Publié le 23-11-2016

Source : www.liberation.fr

Auteur : Sylvain Mouillard

« Alfred Dubs, membre de la chambre des Lords et lui même réfugié, explique à « Libération » pourquoi le gouvernement conservateur de Theresa May fait trop peu pour les enfants et adolescents migrants.

En 1939, Alfred Dubs avait 6 ans. Son père, juif vivant en Tchécoslovaquie, avait trouvé refuge au Royaume-Uni quelques mois avant l’invasion nazie. Alfred, lui, a dû son salut à l’opération « Kindertransport », menée par les autorités britanniques, et qui permit à quelque 10 000 enfants principalement juifs originaires d’Allemagne, d’Autriche et de Tchécoslovaquie d’être accueillis outre-Manche avant le déclenchement de la Seconde Guerre mondiale.

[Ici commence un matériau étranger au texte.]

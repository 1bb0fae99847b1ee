//! tc74mon firmware library.
//!
//! Polls a TC74 temperature sensor over callback-completed I2C transfers
//! while a heartbeat LED blinks.  The poll state machine is pure logic
//! behind port traits; adapters for embedded-hal buses, a simulated sensor
//! and a host timer make the whole thing runnable and testable on the host.

#![deny(unused_must_use)]

pub mod app;
pub mod config;
pub mod error;
pub mod fsm;
pub mod sensors;
pub mod transfer;

pub mod adapters;
pub mod drivers;
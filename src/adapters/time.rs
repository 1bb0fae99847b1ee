//! Host timer adapter.
//!
//! Implements [`TimerPort`] on `std`:
//!
//! - periodic callbacks run on their own detached thread (the host
//!   counterpart of a timer-task callback), sleeping between periods;
//! - one-shot delays are `Instant` deadlines polled by the FSM.

use std::thread;
use std::time::{Duration, Instant};

use log::info;

use crate::app::ports::{PeriodicCallback, TimerError, TimerHandle, TimerPort};

/// Monotonic timer service for host simulation.
pub struct StdTimer {
    start: Instant,
    next_handle: u32,
}

impl Default for StdTimer {
    fn default() -> Self {
        Self::new()
    }
}

impl StdTimer {
    pub fn new() -> Self {
        Self {
            start: Instant::now(),
            next_handle: 0,
        }
    }

    /// Microseconds since construction (monotonic).
    pub fn uptime_us(&self) -> u64 {
        self.start.elapsed().as_micros() as u64
    }
}

impl TimerPort for StdTimer {
    type Delay = Instant;

    fn register_periodic(
        &mut self,
        callback: PeriodicCallback,
        initial_delay_ms: u32,
        period_ms: u32,
    ) -> Option<TimerHandle> {
        if period_ms == 0 {
            return None;
        }
        let handle = TimerHandle(self.next_handle);
        let initial = Duration::from_millis(initial_delay_ms.into());
        let period = Duration::from_millis(period_ms.into());

        thread::Builder::new()
            .name(format!("periodic-{}", handle.0))
            .spawn(move || {
                thread::sleep(initial);
                loop {
                    callback();
                    thread::sleep(period);
                }
            })
            .ok()?;

        self.next_handle += 1;
        info!("timer: periodic {} every {}ms", handle.0, period_ms);
        Some(handle)
    }

    fn request_delay(&mut self, us: u32) -> Result<Instant, TimerError> {
        Instant::now()
            .checked_add(Duration::from_micros(us.into()))
            .ok_or(TimerError::OutOfRange)
    }

    fn is_delay_complete(&mut self, deadline: Instant) -> bool {
        Instant::now() >= deadline
    }
}
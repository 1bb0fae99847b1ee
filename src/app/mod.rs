//! Application core: pure domain logic, zero I/O.
//!
//! [`service::SensorPoller`] drives the TC74 poll FSM.  All interaction
//! with the bus, the timer service and the LED happens through the
//! **port traits** defined in [`ports`], keeping this layer fully testable
//! without real peripherals.

pub mod events;
pub mod ports;
pub mod service;
//! One queued I2C transfer, executed against any embedded-hal 1.0 bus.
//!
//! Shared by the inline and the threaded bus adapters.  Buffers are
//! fixed-size: TC74 transfers are one or two bytes out, one byte in.

use embedded_hal::i2c::{Error as _, I2c};
use heapless::Vec;
use log::debug;

use crate::transfer::{RX_CAPACITY, TransferEvent};

/// Largest write the adapters accept (register select + value).
pub const TX_CAPACITY: usize = 2;

/// Request as queued by `TransferPort::issue_*`.
#[derive(Debug, Clone, PartialEq, Eq)]
pub enum I2cOp {
    Read { len: usize },
    Write { tx: Vec<u8, TX_CAPACITY> },
    WriteRead { tx: Vec<u8, TX_CAPACITY>, rx_len: usize },
}

/// Bytes received by a finished [`I2cOp`].
#[derive(Debug, Clone, Copy)]
pub struct Received {
    buf: [u8; RX_CAPACITY],
    len: usize,
}

impl Received {
    pub fn as_slice(&self) -> &[u8] {
        &self.buf[..self.len]
    }
}

impl I2cOp {
    /// `None` if `len` exceeds the receive buffer.
    pub fn read(len: usize) -> Option<Self> {
        (len <= RX_CAPACITY).then_some(Self::Read { len })
    }

    /// `None` if `tx` does not fit the transmit buffer.
    pub fn write(tx: &[u8]) -> Option<Self> {
        Some(Self::Write {
            tx: Vec::from_slice(tx).ok()?,
        })
    }

    pub fn write_read(tx: &[u8], rx_len: usize) -> Option<Self> {
        if rx_len > RX_CAPACITY {
            return None;
        }
        Some(Self::WriteRead {
            tx: Vec::from_slice(tx).ok()?,
            rx_len,
        })
    }

    /// Run the transfer to completion on `i2c`.
    pub fn execute<I: I2c>(&self, i2c: &mut I, address: u8) -> (TransferEvent, Received) {
        let mut received = Received {
            buf: [0; RX_CAPACITY],
            len: 0,
        };
        let result = match self {
            Self::Read { len } => {
                received.len = *len;
                i2c.read(address, &mut received.buf[..*len])
            }
            Self::Write { tx } => i2c.write(address, tx),
            Self::WriteRead { tx, rx_len } => {
                received.len = *rx_len;
                i2c.write_read(address, tx, &mut received.buf[..*rx_len])
            }
        };

        match result {
            Ok(()) => (TransferEvent::Complete, received),
            Err(e) => {
                debug!("i2c 0x{:02X} {:?} failed: {:?}", address, self, e.kind());
                received.len = 0;
                (TransferEvent::Error, received)
            }
        }
    }
}
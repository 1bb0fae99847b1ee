//! Error types for the TC74 poller.
//!
//! Every fatal condition the state machine can hit funnels into [`Fault`].
//! All variants are `Copy` so they can be stored in the poll context and
//! carried in events without allocation.  There is no recovery path once a
//! fault is raised: the FSM parks in `FatalError` until the process restarts.

use core::fmt;

// ---------------------------------------------------------------------------
// Fatal faults
// ---------------------------------------------------------------------------

/// A condition that sends the poller into its absorbing `FatalError` state.
#[derive(Debug, Clone, Copy, PartialEq, Eq)]
pub enum Fault {
    /// A one-time setup call failed.  Carries the name of the call.
    Setup(&'static str),
    /// The bus driver refused to queue a transfer.
    TransferRejected(&'static str),
    /// The probe read at the configured address was not acknowledged.
    NoDevice { address: u8 },
    /// An issued transfer completed with an error.
    TransferFailed(&'static str),
    /// Reserved status bits were set: the device is not a TC74.
    UnexpectedDevice { status: u8 },
    /// READY/STANDBY bits in a combination the decoder cannot classify.
    ContradictoryStatus { status: u8 },
    /// A pause shorter than the minimum was requested.
    PauseTooShort { us: u32 },
    /// The timer service refused a one-shot delay.
    DelayRequest,
}

/// Coarse classification of a [`Fault`].
#[derive(Debug, Clone, Copy, PartialEq, Eq)]
pub enum FaultKind {
    /// Timer registration or channel open failed.
    Setup,
    /// The bus reported an error for an issued transfer.
    Transfer,
    /// The device answered with something a TC74 never sends.
    Protocol,
    /// A bad pause length or a delay the timer refused.
    Internal,
}

impl Fault {
    pub const fn kind(self) -> FaultKind {
        match self {
            Self::Setup(_) => FaultKind::Setup,
            Self::TransferRejected(_) | Self::NoDevice { .. } | Self::TransferFailed(_) => {
                FaultKind::Transfer
            }
            Self::UnexpectedDevice { .. } | Self::ContradictoryStatus { .. } => FaultKind::Protocol,
            Self::PauseTooShort { .. } | Self::DelayRequest => FaultKind::Internal,
        }
    }
}

impl fmt::Display for Fault {
    fn fmt(&self, f: &mut fmt::Formatter<'_>) -> fmt::Result {
        match self {
            Self::Setup(op) => write!(f, "{op} failed"),
            Self::TransferRejected(op) => write!(f, "driver rejected {op}"),
            Self::NoDevice { address } => {
                write!(f, "no device responded at 0x{address:02X}, check wiring")
            }
            Self::TransferFailed(op) => write!(f, "{op} transfer failed"),
            Self::UnexpectedDevice { status } => {
                write!(f, "status 0x{status:02X} has reserved bits set, not a TC74")
            }
            Self::ContradictoryStatus { status } => {
                write!(f, "contradictory status 0x{status:02X}")
            }
            Self::PauseTooShort { us } => write!(f, "internal error: pause of {us}us below minimum"),
            Self::DelayRequest => write!(f, "timer delay request failed"),
        }
    }
}

impl fmt::Display for FaultKind {
    fn fmt(&self, f: &mut fmt::Formatter<'_>) -> fmt::Result {
        match self {
            Self::Setup => write!(f, "setup"),
            Self::Transfer => write!(f, "transfer"),
            Self::Protocol => write!(f, "protocol"),
            Self::Internal => write!(f, "internal"),
        }
    }
}

// ---------------------------------------------------------------------------
// Configuration errors
// ---------------------------------------------------------------------------

/// A [`PollerConfig`](crate::config::PollerConfig) field failed validation.
/// The `&'static str` names the field and the violated bound.
#[derive(Debug, Clone, Copy, PartialEq, Eq)]
pub struct ConfigError(pub &'static str);

impl fmt::Display for ConfigError {
    fn fmt(&self, f: &mut fmt::Formatter<'_>) -> fmt::Result {
        write!(f, "invalid config: {}", self.0)
    }
}

impl std::error::Error for ConfigError {}
//! Inline-completing bus adapter.
//!
//! Implements [`TransferPort`] on top of any blocking embedded-hal 1.0
//! [`I2c`] bus.  Each `issue_*` call runs the transfer immediately and fires
//! the completion callback before returning, which is the degenerate case
//! of an interrupt that completes "instantly".  The poll FSM arms its flag
//! before issuing, so this ordering is safe.

use std::sync::Arc;

use embedded_hal::i2c::I2c;

use super::i2c_op::I2cOp;
use crate::app::ports::{IoIntent, TransferPort};
use crate::transfer::{TransferCompletion, TransferHandle};

/// Channel handle handed out by the bus adapters.
#[derive(Debug, Clone, Copy, PartialEq, Eq)]
pub struct ChannelId(pub u8);

/// Monotonic transfer handle allocator that never yields `INVALID`.
#[derive(Debug, Default)]
pub(super) struct HandleAllocator {
    next: u32,
}

impl HandleAllocator {
    pub(super) fn next(&mut self) -> TransferHandle {
        let handle = TransferHandle(self.next);
        self.next = self.next.wrapping_add(1);
        if self.next == TransferHandle::INVALID.0 {
            self.next = 0;
        }
        handle
    }
}

/// [`TransferPort`] over a blocking [`I2c`] bus.
pub struct BlockingBus<I> {
    i2c: I,
    index: u8,
    opened: bool,
    completion: Option<Arc<TransferCompletion>>,
    handles: HandleAllocator,
}

impl<I: I2c> BlockingBus<I> {
    /// Wrap `i2c` as driver instance `index`.
    pub fn new(i2c: I, index: u8) -> Self {
        Self {
            i2c,
            index,
            opened: false,
            completion: None,
            handles: HandleAllocator::default(),
        }
    }

    pub fn inner(&self) -> &I {
        &self.i2c
    }

    fn run(&mut self, channel: ChannelId, address: u8, op: Option<I2cOp>) -> Option<TransferHandle> {
        if !self.opened || channel.0 != self.index {
            return None;
        }
        let completion = Arc::clone(self.completion.as_ref()?);
        let op = op?;
        let handle = self.handles.next();
        let (event, received) = op.execute(&mut self.i2c, address);
        completion.complete(event, handle, received.as_slice());
        Some(handle)
    }
}

impl<I: I2c> TransferPort for BlockingBus<I> {
    type Channel = ChannelId;

    fn open(&mut self, index: u8, _intent: IoIntent) -> Option<ChannelId> {
        if index != self.index {
            return None;
        }
        self.opened = true;
        Some(ChannelId(index))
    }

    fn set_completion_handler(&mut self, _channel: ChannelId, completion: Arc<TransferCompletion>) {
        self.completion = Some(completion);
    }

    fn issue_read(&mut self, channel: ChannelId, address: u8, len: usize) -> Option<TransferHandle> {
        self.run(channel, address, I2cOp::read(len))
    }

    fn issue_write(&mut self, channel: ChannelId, address: u8, tx: &[u8]) -> Option<TransferHandle> {
        self.run(channel, address, I2cOp::write(tx))
    }

    fn issue_write_read(
        &mut self,
        channel: ChannelId,
        address: u8,
        tx: &[u8],
        rx_len: usize,
    ) -> Option<TransferHandle> {
        self.run(channel, address, I2cOp::write_read(tx, rx_len))
    }
}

Depuis, « Alf » a grandi. On l’appelle même « Lord Dubs » depuis qu’il est devenu membre de la Chambre des pairs, la haute assemblée britannique, dans les rangs du Parti travailliste. Cette année, il a donné son nom à un amendement à la loi sur l’immigration permettant d’accueillir des mineurs isolés particulièrement vulnérables, y compris s’ils n’ont pas de relations familiales au Royaume-Uni. Depuis plusieurs mois, l’homme de 83 ans ferraille contre le gouvernement conservateur de Theresa May pour que celui-ci fournisse davantage d’efforts dans l’accueil des enfants et adolescents migrants vivant en Europe, et notamment dans la « jungle » de Calais.

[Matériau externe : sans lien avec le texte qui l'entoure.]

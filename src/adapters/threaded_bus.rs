//! Out-of-band bus adapter.
//!
//! Runs transfers on a dedicated worker thread that owns the I2C bus, and
//! fires the completion callback from that thread.  This is the host-side
//! stand-in for an interrupt-driven driver: the poll loop never waits, and
//! the completion genuinely races the next `tick()`.
//!
//! ```text
//!   poll loop                      bus worker thread
//!   ─────────                      ─────────────────
//!   issue_*() ──[BusMsg::Transfer]──▶  execute on I2c
//!                                      completion.complete()
//!   tick(): outcome.load(Acquire) ◀──────────┘
//! ```
//!
//! Requests travel over a bounded `embassy-sync` channel.  The worker
//! drives `receive()` with `futures_lite::future::block_on`; the poll loop
//! only ever `try_send`s, so a full queue rejects the transfer instead of
//! blocking.

use std::sync::Arc;
use std::thread::{self, JoinHandle};
use std::time::Duration;

use embassy_sync::blocking_mutex::raw::CriticalSectionRawMutex;
use embassy_sync::channel::Channel;
use embedded_hal::i2c::I2c;
use log::{info, warn};

use super::blocking_bus::{ChannelId, HandleAllocator};
use super::i2c_op::I2cOp;
use crate::app::ports::{IoIntent, TransferPort};
use crate::transfer::{TransferCompletion, TransferHandle};

/// Request queue depth.  The poller keeps at most one transfer in flight.
const REQUEST_DEPTH: usize = 4;

struct Request {
    handle: TransferHandle,
    address: u8,
    op: I2cOp,
    completion: Arc<TransferCompletion>,
}

enum BusMsg {
    Transfer(Request),
    Shutdown,
}

type RequestChannel = Channel<CriticalSectionRawMutex, BusMsg, REQUEST_DEPTH>;

/// [`TransferPort`] backed by a worker thread.
pub struct ThreadedBus {
    index: u8,
    opened: bool,
    completion: Option<Arc<TransferCompletion>>,
    handles: HandleAllocator,
    requests: Arc<RequestChannel>,
    worker: Option<JoinHandle<()>>,
}

impl ThreadedBus {
    /// Move `i2c` onto a new worker thread.  Each transfer takes at least
    /// `latency` to complete.
    pub fn spawn<I>(i2c: I, index: u8, latency: Duration) -> std::io::Result<Self>
    where
        I: I2c + Send + 'static,
    {
        let requests: Arc<RequestChannel> = Arc::new(Channel::new());
        let inbox = Arc::clone(&requests);
        let worker = thread::Builder::new()
            .name("i2c-worker".into())
            .spawn(move || {
                let mut i2c = i2c;
                while let BusMsg::Transfer(req) = futures_lite::future::block_on(inbox.receive()) {
                    if !latency.is_zero() {
                        thread::sleep(latency);
                    }
                    let (event, received) = req.op.execute(&mut i2c, req.address);
                    req.completion.complete(event, req.handle, received.as_slice());
                }
                info!("i2c worker: shutdown requested, exiting");
            })?;

        Ok(Self {
            index,
            opened: false,
            completion: None,
            handles: HandleAllocator::default(),
            requests,
            worker: Some(worker),
        })
    }

    fn submit(&mut self, channel: ChannelId, address: u8, op: Option<I2cOp>) -> Option<TransferHandle> {
        if !self.opened || channel.0 != self.index || self.worker.is_none() {
            return None;
        }
        let completion = Arc::clone(self.completion.as_ref()?);
        let op = op?;
        let handle = self.handles.next();
        let request = Request {
            handle,
            address,
            op,
            completion,
        };
        if self.requests.try_send(BusMsg::Transfer(request)).is_err() {
            warn!("i2c request queue full, transfer {:?} rejected", handle);
            return None;
        }
        Some(handle)
    }
}

impl Drop for ThreadedBus {
    fn drop(&mut self) {
        if let Some(worker) = self.worker.take() {
            // Waits for queue space; the worker is always draining.
            futures_lite::future::block_on(self.requests.send(BusMsg::Shutdown));
            if worker.join().is_err() {
                warn!("i2c worker panicked");
            }
        }
    }
}

impl TransferPort for ThreadedBus {
    type Channel = ChannelId;

    fn open(&mut self, index: u8, _intent: IoIntent) -> Option<ChannelId> {
        if index != self.index || self.worker.is_none() {
            return None;
        }
        self.opened = true;
        Some(ChannelId(index))
    }

    fn set_completion_handler(&mut self, _channel: ChannelId, completion: Arc<TransferCompletion>) {
        self.completion = Some(completion);
    }

    fn issue_read(&mut self, channel: ChannelId, address: u8, len: usize) -> Option<TransferHandle> {
        self.submit(channel, address, I2cOp::read(len))
    }

    fn issue_write(&mut self, channel: ChannelId, address: u8, tx: &[u8]) -> Option<TransferHandle> {
        self.submit(channel, address, I2cOp::write(tx))
    }

    fn issue_write_read(
        &mut self,
        channel: ChannelId,
        address: u8,
        tx: &[u8],
        rx_len: usize,
    ) -> Option<TransferHandle> {
        self.submit(channel, address, I2cOp::write_read(tx, rx_len))
    }
}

Un mois après le démantèlement du bidonville, le bilan n’est pourtant pas reluisant. Sur les quelque 1 500 mineurs recensés, Londres n’a accepté d’en recevoir qu’environ 330. A Paris, les services de Bernard Cazeneuve assurent maintenir la pression pour que les Britanniques accélèrent la cadence. D’autant que selon l’ONG britannique Refugee Youth Service, un tiers des 179 mineurs suivis dans les centres d’hébergement (Caomi) ne peuvent aujourd’hui être localisés. L’organisation pointe notamment la « détérioration de leur état psychologique », causée par un sentiment de « désespoir ». Alf Dubs, lui, regrette la lenteur des opérations.

Un mois après l’évacuation de la jungle, quel bilan faites-vous de la situation des mineurs isolés ?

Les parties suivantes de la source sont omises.